The books she takes with her on trips include The Complete Poems 1927-1979 by Elizabeth Bishop, Negative Blue: Selected Later Poems by Charles Wright, and Breaking the Alabaster Jar: Conversations with Li-Young Lee. Elizabeth Bishop has traveled with Susan through South Africa, Bosnia and an airport stay in Frankfurt.

Bishop--whom Susan calls her "dead mentor"--was the first poet Susan ever found that shared her obsessions with maps and travel. Reading Charles Wright always makes Susan want to write – and inspires her to reach further into the disjunctive line or lyrical leap-froging than she might otherwise try. Li-Young Lee allows her to think about why she writes poetry and to not be embarassed to claim it as a kind of spiritual practice.

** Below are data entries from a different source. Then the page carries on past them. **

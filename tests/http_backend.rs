use std::io::{BufRead, BufReader, Read, Write};
use std::net::{TcpListener, TcpStream};
use std::sync::{Arc, Mutex};
use std::thread;
use std::time::Duration;

use serde_json::{json, Value};

use graph_playground::backend::http::HttpBackend;
use graph_playground::backend::GraphBackend;

// One request as the stand-in service saw it.
#[derive(Debug, Clone)]
struct Seen {
    method: String,
    path: String,
    cookie: Option<String>,
    body: Value,
}

type Log = Arc<Mutex<Vec<Seen>>>;

fn selected_db(cookie: Option<&str>) -> Option<String> {
    cookie?
        .split(';')
        .find_map(|kv| kv.trim().strip_prefix("sessionid="))
        .map(str::to_string)
}

// Mimics the playground service: the database lives in the session cookie.
fn answer(seen: &Seen) -> (Value, Option<String>) {
    if seen.path == "/get_user_databases/" {
        return (json!({"success": true, "databases": [{"url": "bolt://movies"}, {"url": "bolt://music"}]}), None);
    }
    if seen.path == "/select_database/" {
        let url = seen.body.get("selectedUrl").and_then(Value::as_str).unwrap_or("");
        let name = url.rsplit('/').next().unwrap_or("");
        return (json!({"success": true}), Some(format!("sessionid={}; Path=/", name)));
    }
    let Some(db) = selected_db(seen.cookie.as_deref()) else {
        return (json!({"success": false, "error": "no database selected"}), None);
    };
    let payload = match seen.path.as_str() {
        "/get_database_info/" => json!({
            "success": true,
            "labels": [db],
            "relationship_types": ["LINK"],
            "property_keys": ["name"]
        }),
        "/get_nodeEntities/" => {
            let label = seen.body.get("label").and_then(Value::as_str).unwrap_or("");
            if label == "Missing" {
                json!({"success": false, "error": "no such label"})
            } else {
                json!({"success": true, "nodeEntities": [[format!("{}:{}", db, label)], [{"id": 1}]]})
            }
        }
        "/get_relationshipEntities/" => {
            let rel_type = seen.body.get("type").and_then(Value::as_str).unwrap_or("");
            json!({"success": true, "relationshipEntities": [[[db, rel_type]], [{"startNode": 1, "endNode": 2}]]})
        }
        _ => json!({"success": false, "error": "unknown endpoint"}),
    };
    (payload, None)
}

fn handle(stream: TcpStream, log: Log) {
    let Ok(read_half) = stream.try_clone() else { return };
    let mut reader = BufReader::new(read_half);
    let mut out = stream;
    loop {
        let mut request_line = String::new();
        if reader.read_line(&mut request_line).unwrap_or(0) == 0 {
            return;
        }
        let mut parts = request_line.split_whitespace();
        let method = parts.next().unwrap_or("").to_string();
        let path = parts.next().unwrap_or("").to_string();

        let mut len = 0usize;
        let mut cookie = None;
        loop {
            let mut line = String::new();
            if reader.read_line(&mut line).unwrap_or(0) == 0 {
                return;
            }
            let line = line.trim_end();
            if line.is_empty() {
                break;
            }
            if let Some((name, value)) = line.split_once(':') {
                match name.to_ascii_lowercase().as_str() {
                    "content-length" => len = value.trim().parse().unwrap_or(0),
                    "cookie" => cookie = Some(value.trim().to_string()),
                    _ => {}
                }
            }
        }
        let mut raw = vec![0u8; len];
        if reader.read_exact(&mut raw).is_err() {
            return;
        }
        let body = serde_json::from_slice(&raw).unwrap_or(Value::Null);

        let seen = Seen { method, path, cookie, body };
        let (payload, set_cookie) = answer(&seen);
        log.lock().unwrap().push(seen);

        let text = payload.to_string();
        let mut head = format!(
            "HTTP/1.1 200 OK\r\nContent-Type: application/json\r\nContent-Length: {}\r\n",
            text.len()
        );
        if let Some(c) = set_cookie {
            head.push_str(&format!("Set-Cookie: {}\r\n", c));
        }
        head.push_str("\r\n");
        if out.write_all(head.as_bytes()).and_then(|_| out.write_all(text.as_bytes())).is_err() {
            return;
        }
    }
}

fn serve() -> (String, Log) {
    let listener = TcpListener::bind("127.0.0.1:0").unwrap();
    let addr = listener.local_addr().unwrap();
    let log: Log = Arc::default();
    let accept_log = Arc::clone(&log);
    thread::spawn(move || {
        for stream in listener.incoming().flatten() {
            let log = Arc::clone(&accept_log);
            thread::spawn(move || handle(stream, log));
        }
    });
    (format!("http://{}", addr), log)
}

fn calls(log: &Log) -> Vec<String> {
    log.lock().unwrap().iter().map(|s| format!("{} {}", s.method, s.path)).collect()
}

#[test]
fn schema_read_selects_database_first_and_uses_session_cookie() {
    let (base, log) = serve();
    let backend = HttpBackend::new(&base, Some(Duration::from_secs(5))).unwrap();

    let schema = backend.list_schema("bolt://movies").unwrap();
    assert_eq!(schema.labels, vec!["movies"]);
    assert_eq!(schema.relationship_types, vec!["LINK"]);

    assert_eq!(calls(&log), vec!["POST /select_database/", "GET /get_database_info/"]);
    let seen = log.lock().unwrap().clone();
    assert_eq!(seen[0].body, json!({"selectedUrl": "bolt://movies"}));
    assert!(seen[1].cookie.as_deref().unwrap_or("").contains("sessionid=movies"));
}

#[test]
fn entity_reads_reselect_only_when_database_changes() {
    let (base, log) = serve();
    let backend = HttpBackend::new(&base, Some(Duration::from_secs(5))).unwrap();

    backend.list_schema("bolt://movies").unwrap();
    let people = backend.entities_for_label("bolt://movies", "Person").unwrap();
    assert_eq!(people.summaries, vec!["movies:Person"]);
    let links = backend.entities_for_type("bolt://movies", "LINK").unwrap();
    assert_eq!(links.summaries, vec![("movies".to_string(), "LINK".to_string())]);

    // another tab's fetch on a different database
    let artists = backend.entities_for_label("bolt://music", "Artist").unwrap();
    assert_eq!(artists.summaries, vec!["music:Artist"]);

    assert_eq!(
        calls(&log),
        vec![
            "POST /select_database/",
            "GET /get_database_info/",
            "POST /get_nodeEntities/",
            "POST /get_relationshipEntities/",
            "POST /select_database/",
            "POST /get_nodeEntities/",
        ]
    );
}

#[test]
fn failure_envelope_becomes_error_with_backend_message() {
    let (base, _log) = serve();
    let backend = HttpBackend::new(&base, Some(Duration::from_secs(5))).unwrap();

    let err = backend.entities_for_label("bolt://movies", "Missing").unwrap_err();
    assert!(format!("{:#}", err).contains("no such label"));
}

#[test]
fn database_list_comes_from_envelope() {
    let (base, _log) = serve();
    let backend = HttpBackend::new(&base, None).unwrap();
    let urls: Vec<String> = backend.list_databases().unwrap().into_iter().map(|d| d.url).collect();
    assert_eq!(urls, vec!["bolt://movies", "bolt://music"]);
}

Susan's poems are forthcoming in translation in the Slovenian journal Dialogi, translated by Veronika Dintinjana. Her awards include a PEN USA Award for Poetry, Artist Trust Fellowship, and Fulbright Fellowship to South Africa. She has been a Peace Corps Volunteer in Niger and an Electoral Supervisor in Bosnia. She lives in Seattle with her cats Sarajevo and Otis Travnic. Click here for Susan's website.

3 comments:

Collin Kelley said...

Another great selection! "Transcendence" is bursting with fabulous images.

Thinker said...

Transcendence takes you on a high! Thanks!

sam of the ten thousand things said...

Enjoyed Rich's poems. Thanks for posting them. Bishop and Wright have impacted me as reader and as writer.